Sunday 12 August 2007

Liars Anon...Beware Internet Dating!

Now, dear reader, strictly speaking, Paul was not a date. We came very close to dating, but for reasons you will discover, the actual date never happened. Paul advertised himself on interrodate.co.uk with an absolutely stunning photograph - without a doubt the most attractive-looking man online.

I decided to complete his questionnaire and add a pithy comment in the box provided...something along the lines of, "You are drop dead gorgeous, what on earth are you doing amongst the sociopathic misogynists listed here?"...well, perhaps not quite as succinct as that, but you catch my drift...To my delight, he responded accordingly, and thus our virtual dating commenced.
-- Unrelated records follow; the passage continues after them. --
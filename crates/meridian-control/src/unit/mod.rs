//! Deployable units.
//!
//! A run deploys up to three kinds of unit: the pipeline version itself,
//! one unit per alias, and the team namespace. [`DeployableUnit`] is a
//! closed enum over the three; every name, identifier and manifest the
//! remote calls need is derived here without any I/O.
//!
//! Units are resolved fresh for each run by [`UnitSet::resolve`].

pub mod chart;
pub mod definition;
pub mod values;

use std::sync::Arc;

use crate::config::{ChartPin, ChartsConfig, ControlConfig, TargetConfig};
use crate::error::ControlResult;
use crate::platform::{ApplicationOwner, AppSyncRequest, NamespaceMetadata, ProjectMetadata};
use crate::types::{Environment, UnitKind};

pub use chart::ChartYaml;
pub use definition::{AliasSpec, PipelineDefinition, PipelineSpec, RuntimeSpec};
pub use values::{AliasValues, PipelineValues};

/// The team a run deploys for.
#[derive(Debug, Clone, PartialEq, Eq)]
pub struct Team {
    /// Team name; also the GitOps project identifier.
    pub name: String,
    /// Kubernetes namespace the team deploys into.
    pub namespace: String,
    /// Contact recorded on application-owner records.
    pub contact: String,
}

impl Team {
    /// Create a team. The contact defaults to the team name.
    pub fn new(name: impl Into<String>, namespace: impl Into<String>) -> Self {
        let name = name.into();
        Self {
            contact: name.clone(),
            namespace: namespace.into(),
            name,
        }
    }

    /// Set the contact.
    #[must_use]
    pub fn with_contact(mut self, contact: impl Into<String>) -> Self {
        self.contact = contact.into();
        self
    }
}

/// State shared by every unit of one run.
#[derive(Debug, Clone)]
pub struct UnitContext {
    /// Owning team.
    pub team: Team,
    /// Target environment.
    pub environment: Environment,
    /// Platform identifiers.
    pub target: TargetConfig,
    /// Pinned charts.
    pub charts: ChartsConfig,
    /// Source repository name.
    pub repository: String,
    /// Source repository URL.
    pub repository_url: String,
}

/// One pipeline version.
#[derive(Debug, Clone)]
pub struct PipelineUnit {
    context: Arc<UnitContext>,
    pipeline: PipelineSpec,
    runtime: RuntimeSpec,
}

/// One alias of a pipeline.
#[derive(Debug, Clone)]
pub struct AliasUnit {
    context: Arc<UnitContext>,
    pipeline_name: String,
    alias: AliasSpec,
}

/// The team namespace.
#[derive(Debug, Clone)]
pub struct NamespaceUnit {
    context: Arc<UnitContext>,
}

/// Something the orchestrator can deploy.
#[derive(Debug, Clone)]
pub enum DeployableUnit {
    /// A pipeline version.
    Pipeline(PipelineUnit),
    /// A named alias routing to a pipeline version.
    Alias(AliasUnit),
    /// The team namespace. Deployed chart-only.
    Namespace(NamespaceUnit),
}

/// `{platform}-{project_identifier}-{environment}`.
#[must_use]
pub fn rendered_project_name(
    platform: &str,
    project_identifier: &str,
    environment: Environment,
) -> String {
    format!("{platform}-{project_identifier}-{environment}")
}

impl DeployableUnit {
    fn context(&self) -> &UnitContext {
        match self {
            Self::Pipeline(unit) => &unit.context,
            Self::Alias(unit) => &unit.context,
            Self::Namespace(unit) => &unit.context,
        }
    }

    /// Which kind of unit this is.
    #[must_use]
    pub const fn kind(&self) -> UnitKind {
        match self {
            Self::Pipeline(_) => UnitKind::Pipeline,
            Self::Alias(_) => UnitKind::Alias,
            Self::Namespace(_) => UnitKind::Namespace,
        }
    }

    /// Name of the application on the platform.
    #[must_use]
    pub fn application_name(&self) -> String {
        match self {
            Self::Pipeline(unit) => format!("{}-{}", unit.pipeline.name, unit.pipeline.version),
            Self::Alias(unit) => format!("{}-{}", unit.pipeline_name, unit.alias.alias_name),
            Self::Namespace(unit) => format!("{}-ns", unit.context.team.name),
        }
    }

    /// Kubernetes namespace.
    #[must_use]
    pub fn namespace_identifier(&self) -> &str {
        &self.context().team.namespace
    }

    /// GitOps project identifier.
    #[must_use]
    pub fn project_identifier(&self) -> &str {
        &self.context().team.name
    }

    /// Target environment.
    #[must_use]
    pub fn environment(&self) -> Environment {
        self.context().environment
    }

    /// Target environment as sent on the wire.
    #[must_use]
    pub fn environment_name(&self) -> &'static str {
        self.environment().as_str()
    }

    /// Platform name.
    #[must_use]
    pub fn platform(&self) -> &str {
        &self.context().target.platform
    }

    /// Target cluster type.
    #[must_use]
    pub fn cluster_type(&self) -> &str {
        &self.context().target.cluster_type
    }

    /// Chart this unit deploys.
    #[must_use]
    pub fn chart_pin(&self) -> &ChartPin {
        self.context().charts.pin(self.kind())
    }

    /// Project name derived from platform, project and environment.
    #[must_use]
    pub fn rendered_project_name(&self) -> String {
        rendered_project_name(
            self.platform(),
            self.project_identifier(),
            self.environment(),
        )
    }

    /// Chart.yaml text.
    pub fn chart_yaml(&self) -> ControlResult<String> {
        ChartYaml::wrapping(self.chart_pin(), &self.context().charts.repository).to_yaml()
    }

    /// Chart.yaml, encoded for transmission.
    pub fn chart_yaml_base64(&self) -> ControlResult<String> {
        Ok(chart::encode(&self.chart_yaml()?))
    }

    /// values.yaml text. Namespace units have none.
    pub fn values_yaml(&self) -> ControlResult<Option<String>> {
        let chart_name = &self.chart_pin().name;
        match self {
            Self::Pipeline(unit) => {
                let values = PipelineValues::render(
                    &unit.pipeline,
                    &unit.runtime,
                    &unit.context.team.namespace,
                    unit.context.environment,
                    &unit.context.target,
                );
                values::to_yaml_under(chart_name, &values).map(Some)
            }
            Self::Alias(unit) => {
                let values =
                    AliasValues::render(&unit.pipeline_name, &unit.alias, unit.context.environment);
                values::to_yaml_under(chart_name, &values).map(Some)
            }
            Self::Namespace(_) => Ok(None),
        }
    }

    /// values.yaml, encoded for transmission.
    pub fn values_yaml_base64(&self) -> ControlResult<Option<String>> {
        Ok(self.values_yaml()?.as_deref().map(chart::encode))
    }

    /// Namespace create payload.
    #[must_use]
    pub fn namespace_metadata(&self) -> NamespaceMetadata {
        NamespaceMetadata {
            environment_name: self.environment_name().to_owned(),
            application_name: self.application_name(),
            namespace_identifier: self.namespace_identifier().to_owned(),
            project_identifier: self.project_identifier().to_owned(),
            platform: self.platform().to_owned(),
            is_dynamic_environment: false,
            dynamic_environment_name: String::new(),
            account_id: self.context().target.account_id.clone(),
            cluster_type: self.cluster_type().to_owned(),
        }
    }

    /// Project create payload.
    #[must_use]
    pub fn project_metadata(&self) -> ProjectMetadata {
        ProjectMetadata {
            environment_name: self.environment_name().to_owned(),
            application_name: self.application_name(),
            project_identifier: self.project_identifier().to_owned(),
            platform: self.platform().to_owned(),
            rendered_project_name: self.rendered_project_name(),
        }
    }

    /// Application-owner payload.
    #[must_use]
    pub fn application_owner(&self) -> ApplicationOwner {
        let context = self.context();
        ApplicationOwner {
            repository: context.repository.clone(),
            repository_url: context.repository_url.clone(),
            application_contact: context.team.contact.clone(),
            application_name: self.application_name(),
            platform: self.platform().to_owned(),
            allowed_cluster_types: context.target.allowed_cluster_types.clone(),
        }
    }

    /// Sync payload.
    #[must_use]
    pub fn sync_request(&self) -> AppSyncRequest {
        AppSyncRequest {
            environment_name: self.environment_name().to_owned(),
            application_name: self.application_name(),
            project_identifier: self.project_identifier().to_owned(),
            platform: self.platform().to_owned(),
            is_dynamic_environment: false,
            dynamic_environment_name: String::new(),
        }
    }
}

/// Every unit of one run, in deployment order.
#[derive(Debug, Clone)]
pub struct UnitSet {
    /// The pipeline version.
    pub pipeline: DeployableUnit,
    /// Aliases, in declared order.
    pub aliases: Vec<DeployableUnit>,
    /// The team namespace.
    pub namespace: DeployableUnit,
}

impl UnitSet {
    /// Resolve the units for one run.
    #[must_use]
    pub fn resolve(
        definition: &PipelineDefinition,
        team: Team,
        environment: Environment,
        config: &ControlConfig,
    ) -> Self {
        let context = Arc::new(UnitContext {
            team,
            environment,
            target: config.target.clone(),
            charts: config.charts.clone(),
            repository: definition.pipeline.repository().to_owned(),
            repository_url: definition.pipeline.git_repo_url.clone(),
        });

        let pipeline = DeployableUnit::Pipeline(PipelineUnit {
            context: Arc::clone(&context),
            pipeline: definition.pipeline.clone(),
            runtime: definition.runtime.clone(),
        });

        let aliases = definition
            .aliases
            .iter()
            .map(|alias| {
                DeployableUnit::Alias(AliasUnit {
                    context: Arc::clone(&context),
                    pipeline_name: definition.pipeline.name.clone(),
                    alias: alias.clone(),
                })
            })
            .collect();

        Self {
            pipeline,
            aliases,
            namespace: DeployableUnit::Namespace(NamespaceUnit { context }),
        }
    }

    /// All units in deployment order.
    pub fn iter(&self) -> impl Iterator<Item = &DeployableUnit> {
        std::iter::once(&self.pipeline)
            .chain(self.aliases.iter())
            .chain(std::iter::once(&self.namespace))
    }

    /// Number of units.
    #[must_use]
    pub fn len(&self) -> usize {
        self.aliases.len() + 2
    }

    /// Never empty; present for clippy's `len_without_is_empty`.
    #[must_use]
    pub const fn is_empty(&self) -> bool {
        false
    }
}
We started chatting via MSN and found we had a great deal in common - the same types of music; similar sense of humour; outlook on life, attitudes to parenting etc., and a mutual, physical attraction, which was very rare for me online. No matter how many times I stated that I was seeking tall men between the ages of 35-45, every stunted grandad would contact me with a lecherous grin, a mouth full of false teeth and nursing an ever-expanding hernia. If I applied the condition "Only 'sorted' men need contact me", meaning, no emotional hang-ups, I would get every depressed, love-sick Romeo getting in touch, telling me I had 'kind eyes', looked a lovely girl, and they needed someone to help them mend a broken heart. "What about pulling yourself together and stop moaning, instead?" I'd think, and hit 'delete'.
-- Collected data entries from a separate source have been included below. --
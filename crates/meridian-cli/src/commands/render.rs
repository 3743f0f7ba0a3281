//! Implementation of the `meridian render` command.

use std::path::Path;

use anyhow::Result;

use super::TargetArgs;

/// Arguments for the render command.
#[derive(clap::Args)]
pub struct RenderArgs {
    #[command(flatten)]
    pub target: TargetArgs,
}

pub fn run(config_path: Option<&Path>, args: &RenderArgs) -> Result<()> {
    let config = super::load_config(config_path)?;
    let units = args.target.units(&config)?;

    for unit in units.iter() {
        println!("# {} ({})", unit.application_name(), unit.kind());
        println!("# project: {}", unit.rendered_project_name());
        println!("---");
        print!("{}", unit.chart_yaml()?);
        if let Some(values) = unit.values_yaml()? {
            println!("---");
            print!("{values}");
        }
        println!();
    }
    Ok(())
}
Mending somebody's broken heart sounds too much like hard work to me - I've had my fill of my own and am not about to inflict that burden on someone else...seems a bit selfish to me, to be honest...

So, an online romance appeared to be developing. We flirted gently with each other, testing the water, and then more blatantly. He removed his profile from the website and I stopped visiting it quite so much (always keep your options open, my mother says). We arranged to meet one Friday night. Unfortunately, Paul lived on the other side of the country to me, so a quick drink in the pub was not on the cards, but as he did a lot of travelling, we waited for his next trip to the northwest. He hinted that he'd like to sleep over at my house, what with me having 'two spare bedrooms', and tempted though I was, safety prevailed over lust and I refused. He arranged a night in the Manchester Travel Inn instead and sent me through his booking confirmation so that I could verify that he wasn't a 'nutter' - his words, not mine...read on...
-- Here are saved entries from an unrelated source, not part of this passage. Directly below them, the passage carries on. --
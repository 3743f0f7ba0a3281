//! Unit deployment: manifests, sync and the orchestrator that sequences
//! them after provisioning.

mod manifest;
mod orchestrator;
mod sync;

pub use manifest::{ManifestDeployer, ManifestShape};
pub use orchestrator::{DeployScope, DeploymentRequest, DeploymentSummary, Orchestrator};
pub use sync::{SyncResponse, SyncTrigger, NOT_VISIBLE_YET};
I was full of eager anticipation and excitement that Friday. Paul texted me in the morning to tell me he was taking possession of a brand new company car - a Jaguar XJ-something or other (Mr Clarkson, if you ever pick this book up, I am getting educated through Born to be Riled, and really ought to know this spec, but I have forgotten if it had 'breeding', 'torque' and 'welly'...sounds like a chatty farmer to me...) - and I would be the first to be treated to a spin! Whizzo! Things were really looking up! All day, I mentally planned what I would wear, checked and double-checked the route to Manchester Travel Inn, and made sure I had some decent matching underwear to put on, without the brand name 'George' stitched across them...just in case...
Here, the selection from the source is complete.